### Dataset ###
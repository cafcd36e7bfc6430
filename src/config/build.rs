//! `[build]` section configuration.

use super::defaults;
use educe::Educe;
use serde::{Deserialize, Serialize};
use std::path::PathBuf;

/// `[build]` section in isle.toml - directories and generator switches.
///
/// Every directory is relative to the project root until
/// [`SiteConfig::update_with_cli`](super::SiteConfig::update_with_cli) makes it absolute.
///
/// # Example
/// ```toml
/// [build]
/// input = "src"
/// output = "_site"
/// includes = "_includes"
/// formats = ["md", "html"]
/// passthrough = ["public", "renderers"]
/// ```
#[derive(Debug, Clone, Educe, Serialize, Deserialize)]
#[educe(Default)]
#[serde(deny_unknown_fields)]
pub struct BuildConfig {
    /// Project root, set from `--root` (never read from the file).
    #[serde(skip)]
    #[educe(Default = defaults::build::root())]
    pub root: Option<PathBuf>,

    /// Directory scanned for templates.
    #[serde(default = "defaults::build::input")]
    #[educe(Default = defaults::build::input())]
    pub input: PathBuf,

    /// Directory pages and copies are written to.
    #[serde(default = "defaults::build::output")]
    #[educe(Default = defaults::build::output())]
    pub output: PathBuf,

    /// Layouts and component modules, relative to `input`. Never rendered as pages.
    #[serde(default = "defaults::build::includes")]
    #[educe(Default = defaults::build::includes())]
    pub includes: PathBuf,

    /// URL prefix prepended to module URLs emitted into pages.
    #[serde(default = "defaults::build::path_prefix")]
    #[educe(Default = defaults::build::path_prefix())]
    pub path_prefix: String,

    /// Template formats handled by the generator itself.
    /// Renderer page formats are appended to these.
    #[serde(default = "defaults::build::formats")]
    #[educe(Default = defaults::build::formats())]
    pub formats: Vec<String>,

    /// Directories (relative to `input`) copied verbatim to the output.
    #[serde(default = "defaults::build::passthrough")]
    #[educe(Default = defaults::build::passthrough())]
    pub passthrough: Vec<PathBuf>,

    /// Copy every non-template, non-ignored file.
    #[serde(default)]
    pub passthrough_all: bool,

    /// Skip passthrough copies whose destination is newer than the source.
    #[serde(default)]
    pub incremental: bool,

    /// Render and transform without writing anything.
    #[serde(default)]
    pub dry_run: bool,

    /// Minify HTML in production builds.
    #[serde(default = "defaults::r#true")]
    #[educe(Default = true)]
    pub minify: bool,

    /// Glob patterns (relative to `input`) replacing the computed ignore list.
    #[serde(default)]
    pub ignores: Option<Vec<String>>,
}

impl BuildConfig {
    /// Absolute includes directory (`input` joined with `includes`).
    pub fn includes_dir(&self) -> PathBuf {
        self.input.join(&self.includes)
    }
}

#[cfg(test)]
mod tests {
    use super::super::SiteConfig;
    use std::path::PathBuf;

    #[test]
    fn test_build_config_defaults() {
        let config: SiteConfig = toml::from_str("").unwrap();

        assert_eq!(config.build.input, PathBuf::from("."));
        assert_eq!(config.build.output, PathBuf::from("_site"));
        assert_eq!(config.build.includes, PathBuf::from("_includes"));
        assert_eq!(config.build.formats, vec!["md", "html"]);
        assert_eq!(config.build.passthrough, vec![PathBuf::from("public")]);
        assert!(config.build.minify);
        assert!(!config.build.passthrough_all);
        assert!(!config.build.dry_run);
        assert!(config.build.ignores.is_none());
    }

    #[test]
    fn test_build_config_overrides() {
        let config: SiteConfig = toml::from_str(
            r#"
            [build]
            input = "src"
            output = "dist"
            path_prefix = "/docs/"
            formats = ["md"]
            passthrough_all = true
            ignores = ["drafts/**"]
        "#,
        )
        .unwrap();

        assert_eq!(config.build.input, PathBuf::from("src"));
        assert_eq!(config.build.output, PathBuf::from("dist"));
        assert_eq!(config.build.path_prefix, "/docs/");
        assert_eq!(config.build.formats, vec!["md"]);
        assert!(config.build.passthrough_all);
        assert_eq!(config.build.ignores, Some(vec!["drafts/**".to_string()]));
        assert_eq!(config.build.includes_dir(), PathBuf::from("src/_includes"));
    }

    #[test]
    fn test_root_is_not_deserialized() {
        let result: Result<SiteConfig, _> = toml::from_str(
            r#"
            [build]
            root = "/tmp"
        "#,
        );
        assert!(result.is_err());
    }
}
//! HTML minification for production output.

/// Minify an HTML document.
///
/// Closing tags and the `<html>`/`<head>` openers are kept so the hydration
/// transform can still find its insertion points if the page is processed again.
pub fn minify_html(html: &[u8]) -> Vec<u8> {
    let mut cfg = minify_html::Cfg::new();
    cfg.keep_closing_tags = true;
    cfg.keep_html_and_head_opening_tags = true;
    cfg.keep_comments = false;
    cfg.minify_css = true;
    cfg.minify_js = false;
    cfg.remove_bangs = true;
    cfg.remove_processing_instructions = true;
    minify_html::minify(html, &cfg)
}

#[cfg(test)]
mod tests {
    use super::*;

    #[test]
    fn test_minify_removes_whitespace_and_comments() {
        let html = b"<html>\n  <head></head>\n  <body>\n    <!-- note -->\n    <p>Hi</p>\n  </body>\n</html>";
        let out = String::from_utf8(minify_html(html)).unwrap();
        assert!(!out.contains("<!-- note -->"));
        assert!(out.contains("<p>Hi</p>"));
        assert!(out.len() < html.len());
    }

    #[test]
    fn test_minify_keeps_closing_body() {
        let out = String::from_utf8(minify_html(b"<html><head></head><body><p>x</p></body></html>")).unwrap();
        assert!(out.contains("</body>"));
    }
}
###
For this exercise, retype each entry from above exactly as it stands.

> Exercise output:
repository cafcd36e7bfc6430
filename src/config/build.rs
//! `[build]` section configuration.

use super::defaults;
use educe::Educe;
use serde::{Deserialize, Serialize};
use std::path::PathBuf;

/// `[build]` section in isle.toml - directories and generator switches.
///
/// Every directory is relative to the project root until
/// [`SiteConfig::update_with_cli`](super::SiteConfig::update_with_cli) makes it absolute.
///
/// # Example
/// ```toml
/// [build]
/// input = "src"
/// output = "_site"
/// includes = "_includes"
/// formats = ["md", "html"]
/// passthrough = ["public", "renderers"]
/// ```
#[derive(Debug, Clone, Educe, Serialize, Deserialize)]
#[educe(Default)]
#[serde(deny_unknown_fields)]
pub struct BuildConfig {
    /// Project root, set from `--root` (never read from the file).
    #[serde(skip)]
    #[educe(Default = defaults::build::root())]
    pub root: Option<PathBuf>,

    /// Directory scanned for templates.
    #[serde(default = "defaults::build::input")]
    #[educe(Default = defaults::build::input())]
    pub input: PathBuf,

    /// Directory pages and copies are written to.
    #[serde(default = "defaults::build::output")]
    #[educe(Default = defaults::build::output())]
    pub output: PathBuf,

    /// Layouts and component modules, relative to `input`. Never rendered as pages.
    #[serde(default = "defaults::build::includes")]
    #[educe(Default = defaults::build::includes())]
    pub includes: PathBuf,

    /// URL prefix prepended to module URLs emitted into pages.
    #[serde(default = "defaults::build::path_prefix")]
    #[educe(Default = defaults::build::path_prefix())]
    pub path_prefix: String,

    /// Template formats handled by the generator itself.
    /// Renderer page formats are appended to these.
    #[serde(default = "defaults::build::formats")]
    #[educe(Default = defaults::build::formats())]
    pub formats: Vec<String>,

    /// Directories (relative to `input`) copied verbatim to the output.
    #[serde(default = "defaults::build::passthrough")]
    #[educe(Default = defaults::build::passthrough())]
    pub passthrough: Vec<PathBuf>,

    /// Copy every non-template, non-ignored file.
    #[serde(default)]
    pub passthrough_all: bool,

    /// Skip passthrough copies whose destination is newer than the source.
    #[serde(default)]
    pub incremental: bool,

    /// Render and transform without writing anything.
    #[serde(default)]
    pub dry_run: bool,

    /// Minify HTML in production builds.
    #[serde(default = "defaults::r#true")]
    #[educe(Default = true)]
    pub minify: bool,

    /// Glob patterns (relative to `input`) replacing the computed ignore list.
    #[serde(default)]
    pub ignores: Option<Vec<String>>,
}

impl BuildConfig {
    /// Absolute includes directory (`input` joined with `includes`).
    pub fn includes_dir(&self) -> PathBuf {
        self.input.join(&self.includes)
    }
}

#[cfg(test)]
mod tests {
    use super::super::SiteConfig;
    use std::path::PathBuf;

    #[test]
    fn test_build_config_defaults() {
        let config: SiteConfig = toml::from_str("").unwrap();

        assert_eq!(config.build.input, PathBuf::from("."));
        assert_eq!(config.build.output, PathBuf::from("_site"));
        assert_eq!(config.build.includes, PathBuf::from("_includes"));
        assert_eq!(config.build.formats, vec!["md", "html"]);
        assert_eq!(config.build.passthrough, vec![PathBuf::from("public")]);
        assert!(config.build.minify);
        assert!(!config.build.passthrough_all);
        assert!(!config.build.dry_run);
        assert!(config.build.ignores.is_none());
    }

    #[test]
    fn test_build_config_overrides() {
        let config: SiteConfig = toml::from_str(
            r#"
            [build]
            input = "src"
            output = "dist"
            path_prefix = "/docs/"
            formats = ["md"]
            passthrough_all = true
            ignores = ["drafts/**"]
        "#,
        )
        .unwrap();

        assert_eq!(config.build.input, PathBuf::from("src"));
        assert_eq!(config.build.output, PathBuf::from("dist"));
        assert_eq!(config.build.path_prefix, "/docs/");
        assert_eq!(config.build.formats, vec!["md"]);
        assert!(config.build.passthrough_all);
        assert_eq!(config.build.ignores, Some(vec!["drafts/**".to_string()]));
        assert_eq!(config.build.includes_dir(), PathBuf::from("src/_includes"));
    }

    #[test]
    fn test_root_is_not_deserialized() {
        let result: Result<SiteConfig, _> = toml::from_str(
            r#"
            [build]
            root = "/tmp"
        "#,
        );
        assert!(result.is_err());
    }
}
//! HTML minification for production output.

/// Minify an HTML document.
///
/// Closing tags and the `<html>`/`<head>` openers are kept so the hydration
/// transform can still find its insertion points if the page is processed again.
pub fn minify_html(html: &[u8]) -> Vec<u8> {
    let mut cfg = minify_html::Cfg::new();
    cfg.keep_closing_tags = true;
    cfg.keep_html_and_head_opening_tags = true;
    cfg.keep_comments = false;
    cfg.minify_css = true;
    cfg.minify_js = false;
    cfg.remove_bangs = true;
    cfg.remove_processing_instructions = true;
    minify_html::minify(html, &cfg)
}

#[cfg(test)]
mod tests {
    use super::*;

    #[test]
    fn test_minify_removes_whitespace_and_comments() {
        let html = b"<html>\n  <head></head>\n  <body>\n    <!-- note -->\n    <p>Hi</p>\n  </body>\n</html>";
        let out = String::from_utf8(minify_html(html)).unwrap();
        assert!(!out.contains("<!-- note -->"));
        assert!(out.contains("<p>Hi</p>"));
        assert!(out.len() < html.len());
    }

    #[test]
    fn test_minify_keeps_closing_body() {
        let out = String::from_utf8(minify_html(b"<html><head></head><body><p>x</p></body></html>")).unwrap();
        assert!(out.contains("</body>"));
    }
}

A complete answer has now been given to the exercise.